Cambridge, who went into the race as favourites, won the toss and elected to start from the Surrey station, handing the Middlesex side of the river to Oxford. In conditions described in The Times as "wretched" with fog and rain, the race started at 1:30 p.m. Although Oxford out-rated Cambridge, the Light Blues' length of stroke saw them hold a three-quarter length lead after the first minute. Continuing to pull away, Cambridge were clear by Beverley Brook, half a length clear by the time the crews passed Craven Steps and increased this to a length and a half by the Mile Post.

A spurt from Oxford at the Crab Tree pub made no impression on the lead.

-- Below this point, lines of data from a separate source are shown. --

//! HTTP plumbing shared by the typed client calls.

use std::time::Duration;

use reqwest::{Client, StatusCode};
use serde::{Serialize, de::DeserializeOwned};
use thiserror::Error;
use utils::response::ApiResponse;

const DEFAULT_TIMEOUT: Duration = Duration::from_secs(10);

#[derive(Debug, Error)]
pub enum ApiClientError {
    #[error("network error: {0}")]
    Transport(String),
    #[error("timeout")]
    Timeout,
    #[error("http {status}: {message}")]
    Http { status: u16, message: String },
    #[error("unauthorized")]
    Unauthorized,
    #[error("json error: {0}")]
    Serde(String),
    #[error("response envelope carried no data")]
    MissingData,
}

impl ApiClientError {
    /// Returns true if the error is transient and worth retrying.
    pub fn should_retry(&self) -> bool {
        match self {
            Self::Transport(_) | Self::Timeout => true,
            Self::Http { status, .. } => (500..=599).contains(status),
            _ => false,
        }
    }
}

/// Thin wrapper around reqwest carrying the base URL and, once the user
/// has logged in, the bearer token.
#[derive(Debug, Clone)]
pub struct ApiClient {
    http: Client,
    base_url: String,
    token: Option<String>,
}

impl ApiClient {
    pub fn new(base_url: impl Into<String>) -> Result<Self, ApiClientError> {
        let http = Client::builder()
            .timeout(DEFAULT_TIMEOUT)
            .user_agent(concat!("furniture-client/", env!("CARGO_PKG_VERSION")))
            .build()
            .map_err(|e| ApiClientError::Transport(e.to_string()))?;
        Ok(Self {
            http,
            base_url: base_url.into().trim_end_matches('/').to_string(),
            token: None,
        })
    }

    pub fn set_token(&mut self, token: Option<String>) {
        self.token = token;
    }

    pub fn has_token(&self) -> bool {
        self.token.is_some()
    }

    pub async fn get<T: DeserializeOwned>(&self, path: &str) -> Result<T, ApiClientError> {
        self.send(self.http.get(self.url(path))).await
    }

    pub async fn post<B: Serialize + ?Sized, T: DeserializeOwned>(
        &self,
        path: &str,
        body: &B,
    ) -> Result<T, ApiClientError> {
        self.send(self.http.post(self.url(path)).json(body)).await
    }

    pub async fn delete<T: DeserializeOwned>(&self, path: &str) -> Result<T, ApiClientError> {
        self.send(self.http.delete(self.url(path))).await
    }

    fn url(&self, path: &str) -> String {
        format!("{}{}", self.base_url, path)
    }

    async fn send<T: DeserializeOwned>(
        &self,
        request: reqwest::RequestBuilder,
    ) -> Result<T, ApiClientError> {
        let request = match &self.token {
            Some(token) => request.bearer_auth(token),
            None => request,
        };
        let response = request.send().await.map_err(map_reqwest_error)?;

        match response.status() {
            status if status.is_success() => {
                let envelope: ApiResponse<T> = response
                    .json()
                    .await
                    .map_err(|e| ApiClientError::Serde(e.to_string()))?;
                envelope.data.ok_or(ApiClientError::MissingData)
            }
            StatusCode::UNAUTHORIZED => Err(ApiClientError::Unauthorized),
            status => {
                let message = response
                    .json::<ApiResponse<serde_json::Value>>()
                    .await
                    .ok()
                    .and_then(|envelope| envelope.message)
                    .unwrap_or_default();
                Err(ApiClientError::Http {
                    status: status.as_u16(),
                    message,
                })
            }
        }
    }
}

fn map_reqwest_error(e: reqwest::Error) -> ApiClientError {
    if e.is_timeout() {
        ApiClientError::Timeout
    } else {
        ApiClientError::Transport(e.to_string())
    }
}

Oxford were still out-rating by Cambridge three strokes per minute as they passed below Hammersmith Bridge, two lengths adrift of the Light Blues. By Chiswick Steps, the lead was three lengths where Cambridge saw off another spurt, with Oxford now rowing six strokes per minute faster than their opponents. Able to relax, Cambridge passed the finishing post three and a half lengths clear of Oxford in a time of 18 minutes 15 seconds, the third fastest winning time in the event's history. It was Cambridge's fourth consecutive victory and the fastest winning time since the 1948 race. A correspondent writing in The Times described the victory as a "great success" and attributed the win to Cambridge's "uniformity, precision, and properly covered blades ... not to the brilliance of any individuals in the boat." Jack Beresford, writing in The Observer, suggested that Cambridge's crew was "as good as any since the war" but that while Oxford "rowed gallantly and never gave up", their technique was inadequate.

==International selection==
Jonathan Hall and Francis David Badcock (from Oxford) and Russell Carver (from Cambridge) were all selected for the England team for the 1958 British Empire and Commonwealth Games later in the year; Badcock was a reserve for the eights.